Meskipun begitu, hakim tetap mengabulkan pengajuan dispensasi nikah dengan alasan, salah satunya, karena hubungan antara kedua calon mempelai sudah sedemikian erat dan dekat. Sehingga, hakim berpendapat keadaan demikian sudah masuk kepada tingkat darurat untuk segera dinikahkan agar tidak menambah kemudaratan. Hakim menyebut beberapa kaidah fikih:
درء المفاسد أولى من جلب المصالح
mencegah kerusakan (mudharat) harus lebih didahulukan daripada mendapat kemaslahatan

لا ضرر ولا ضرار
Tidak boleh membahayakan diri sendiri dan orang lain

الضرر يزال بقدر الإمكان
Bahaya harus dihilangkan sebisa mungkin.

Argumentasi hakim nikah menurut saya kurang tepat. Hakim menyebut perkawinan lebih maslahat dibanding membiarkan hubungan tanpa pernikahan yang berpotensi menimbulkan hal-hal tidak diinginkan (mudharat). Padahal, dalam nasihatnya, hakim sudah mengatakan pelbagai mudarat perkawinan anak, seperti putus sekolah, organ reproduksi belum siap, mental dan psikologis belum matang, dll. Sedangkan mudarat tidak dinikahkan yang dikhawatirkan oleh hakim masih bersifat potensial, sehingga tidak bisa dijadikan ukuran dan patokan hukum. Harusnya, kaidah-kaidah yang digunakan hakim justru untuk menolak perkawinan anak. Wallahu a’lam bishawab.

Catatan:
Cerita ini saya ambil dari putusan dispensasi nikah Pengadilan Agama Kabupaten Sijunjung. Nama orang dalam catatan ini bukan nama sebenarnya.

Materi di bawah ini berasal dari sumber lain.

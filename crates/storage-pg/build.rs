// Copyright 2025 New Vector Ltd.
//
// SPDX-License-Identifier: AGPL-3.0-only OR LicenseRef-Element-Commercial
// Please see LICENSE files in the repository root for full details.

fn main() {
    // The migrations are embedded by `sqlx::migrate!`
    println!("cargo:rerun-if-changed=migrations");
}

Peran Hakim sebagai Penafsir Hukum

Ibu Hat binti Tal (nama samaran), seorang janda 36 tahun, pendidikan SD dan bekerja sebagai buruh yang memohon dispensasi untuk anak lelakinya, J Putra. Ia anak sulung dan akan menikah, tapi umurnya baru 17 tahun 9 bulan. Sementara calon menantunya Yuli berumur 16 tahun 6 bulan. Ibu dan anak lelakinya datang ke PA Makassar memohon dispensasi nikah setelah mereka datang ke KUA dan ditolak karena menyalahi UU Perkawinan tentang batas usia kawin bagi lelaki, yaitu 19 tahun.

Sebagaimana diceritakan hakim dan staf POSBAKUM, sang Ibu mengatakan bahwa anaknya sudah cukup dewasa. Selama ini dia menjadi “bapak” bagi adik-adiknya, telah menunjukkan sikap kedewasaannya dan tanggung jawabnya meski hanya sebagai buruh harian. Sang ibu mengatakan bahwa ia juga sayang kepada calon menantunya dan merasa tak ada alasan untuk menunda perkawinan mereka sampai 2 tahun ke depan menunggu anaknya dianggap cukup umur menurut UU Perkawinan. Hakim yang mengadili perkara menyatakan, ia tak melihat hal yang menghalangi untuk memenuhi permohonan dispensasi nikah. Setelah melakukan pemeriksaan syarat-syarat formal, hakim melihat pemohon memang siap menjadi suami. Permohonan itu tak didasarkan pada alasan yang mendesak (seperti hamil di luar nikah), melainkan keinginan untuk berkeluarga secara benar, mengikuti hukum agama dan negara.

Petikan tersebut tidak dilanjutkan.